Me this time, not Sophia. It's hard to believe it's been 6 weeks, and the last time I made that trip to the DR it was actually to check in to the hospital for the induction. Time flies when you're having fun;)
We talked about the mastitis and I told her that the lump I had was most definately still a lump and doesn't seem to be going anywhere. She suggested pumping after nursing which scares me a bit. I already feel like my supply is average/above average, and I'm afraid nursing and then pumping EVERY time is just going to increase it. Our freezer is already almost out of space, and I can't stand the thought of dumping out what I pump. Dr. S suggested milk donation which I *have* thought of, guess I should look into it a little more. We donated Sophie's cord blood, so why not my milk?
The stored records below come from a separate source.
// Copyright (c) 2026 Robert L. Snyder, Sierra Vista, AZ
// Licensed under the MIT License. See LICENSE file in the project root for details.

//! Neapolitan (♭II) chords in pre-dominant positions.

use super::voice_leading::voice_leading_quality;
use super::{analysis_key, build, degree_of, function_at, is_cadential, shifted_root, SuggestionStrategy};
use crate::error::Result;
use crate::music::{Chord, ChordProgression, ChordSuggestion, Function, Key, Mode, Position, Quality};

#[derive(Debug, Default, Clone, Copy)]
pub struct NeapolitanStrategy;

#[derive(Debug, Clone, Copy, PartialEq)]
enum Variant {
    /// First inversion, the classic N6
    Sixth,
    Root,
    Seventh,
}

impl Variant {
    fn base(self) -> f64 {
        match self {
            Variant::Sixth => 0.85,
            Variant::Root => 0.65,
            Variant::Seventh => 0.75,
        }
    }

    fn description(self) -> &'static str {
        match self {
            Variant::Sixth => "Neapolitan sixth (♭II6) as a dramatic pre-dominant",
            Variant::Root => "Root-position Neapolitan (♭II) for harmonic color",
            Variant::Seventh => "Neapolitan seventh (♭II7) as a richer pre-dominant",
        }
    }
}

impl SuggestionStrategy for NeapolitanStrategy {
    fn suggest(&self, progression: &ChordProgression, key: Option<&Key>) -> Result<Vec<ChordSuggestion>> {
        let Some(key) = analysis_key(progression, key) else {
            return Ok(Vec::new());
        };
        let Some(root) = shifted_root(key.tonic(), 1, true) else {
            return Ok(Vec::new());
        };
        let Some(triad) = build(root, Quality::Major) else {
            return Ok(Vec::new());
        };
        let variants = [
            (Variant::Sixth, triad.invert(1).ok()),
            (Variant::Root, Some(triad)),
            (Variant::Seventh, build(root, Quality::Dominant7)),
        ];

        let mut suggestions = Vec::new();
        for (i, current) in progression.iter().enumerate() {
            if !is_neapolitan_position(progression, i, key) {
                continue;
            }
            for (variant, chord) in variants.iter() {
                let Some(chord) = chord else { continue };
                let confidence = confidence(progression, i, current, chord, *variant, key);
                let reasoning = format!("{} in {}{}", variant.description(), key, mode_note(key.mode()));
                suggestions.push(ChordSuggestion::new(
                    *chord,
                    confidence,
                    reasoning,
                    Position::Replace(i),
                    voice_leading_quality(current, chord),
                ));
            }
        }
        Ok(suggestions)
    }

    fn name(&self) -> &'static str {
        "Neapolitan"
    }
}

/// Subdominant chords, chords before a dominant, cadential chords with a
/// dominant still to come, and ii chords
fn is_neapolitan_position(progression: &ChordProgression, index: usize, key: &Key) -> bool {
    let Some(current) = progression.get(index) else {
        return false;
    };
    if key.function_of(current) == Function::Subdominant {
        return true;
    }
    if function_at(progression, index + 1, key) == Some(Function::Dominant) {
        return true;
    }
    if is_cadential(progression, index)
        && progression.chords()[index + 1..]
            .iter()
            .any(|c| key.function_of(c) == Function::Dominant)
    {
        return true;
    }
    degree_of(current, key) == Some(2)
}

fn confidence(
    progression: &ChordProgression,
    index: usize,
    current: &Chord,
    chord: &Chord,
    variant: Variant,
    key: &Key,
) -> f64 {
    let mut confidence = variant.base();
    if key.mode() == Mode::Minor {
        confidence += 0.1;
    }
    if key.function_of(current) == Function::Subdominant {
        confidence += 0.1;
    }
    if degree_of(current, key) == Some(2) {
        confidence += 0.15;
    }

    // Resolution through a dominant, better still when the tonic follows
    let mut resolution = 0.5;
    if function_at(progression, index + 1, key) == Some(Function::Dominant) {
        confidence += 0.1;
        resolution += 0.3;
        if function_at(progression, index + 2, key) == Some(Function::Tonic) {
            resolution += 0.2;
        }
    }
    confidence += resolution * 0.2;

    let mut vl = voice_leading_quality(current, chord);
    if variant == Variant::Sixth {
        vl += 0.1;
    }
    (confidence + vl * 0.1).min(0.95)
}

fn mode_note(mode: Mode) -> &'static str {
    match mode {
        Mode::Minor => ", idiomatic in minor keys",
        Mode::Major => ", borrowed from the minor mode for drama",
    }
}

#[cfg(test)]
mod tests {
    use super::*;

    fn progression(symbols: &[&str], key: &str) -> ChordProgression {
        ChordProgression::from_symbols(symbols, Some(Key::parse(key).unwrap()), None).unwrap()
    }

    #[test]
    fn test_ii_v_i_offers_all_variants() {
        let p = progression(&["Dm", "G", "C"], "C major");
        let suggestions = NeapolitanStrategy.suggest(&p, None).unwrap();
        let at_ii: Vec<String> = suggestions
            .iter()
            .filter(|s| s.position == Position::Replace(0))
            .map(|s| s.chord.symbol())
            .collect();
        assert_eq!(at_ii, vec!["Db/F", "Db", "Db7"]);
    }

    #[test]
    fn test_dominant_then_tonic_raises_confidence() {
        let resolved = progression(&["F", "G", "C"], "C major");
        let unresolved = progression(&["F", "Am", "C"], "C major");
        let best = |p: &ChordProgression| {
            NeapolitanStrategy
                .suggest(p, None)
                .unwrap()
                .into_iter()
                .filter(|s| s.position == Position::Replace(0) && s.chord.symbol() == "Db")
                .map(|s| s.confidence)
                .fold(0.0, f64::max)
        };
        assert!(best(&resolved) > best(&unresolved));
    }

    #[test]
    fn test_minor_key_spelling() {
        let p = progression(&["Am", "Dm", "E", "Am"], "A minor");
        let suggestions = NeapolitanStrategy.suggest(&p, None).unwrap();
        assert!(suggestions.iter().any(|s| s.chord.symbol() == "Bb/D"));
        assert!(suggestions.iter().all(|s| s.confidence <= 0.95));
    }

    #[test]
    fn test_tonic_only_has_no_positions() {
        let p = progression(&["C", "Am", "Em"], "C major");
        assert!(NeapolitanStrategy.suggest(&p, None).unwrap().is_empty());
    }
}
She asked about birth control to which I replied "we won't be needing any." She just nodded in approval and told me she hoped to see me before my next annual appt. Yeah, right, but the thought was nice. I have no hope whatsoever for a surprise.
We talked about post partum depression. I told her I was doing "ok" but would like to get back on my Prozac. My script ran out when I was about 6 weeks pregnant and I decided not to refill it. Now, I'm having a hard time figuring out what is hormones and what is depression/irritability. I wouldn't say I'm depressed though, more irritable than anything. Spending the past 6 weeks in a small condo with Dan and newborn can be trying;) It's not like I can gauge the irritability on different situations, since this is my ONLY situation right now. I'd like to get it under control before I go back to work. And the act of actually GOING back to work will probably be much easier if I am medicated:)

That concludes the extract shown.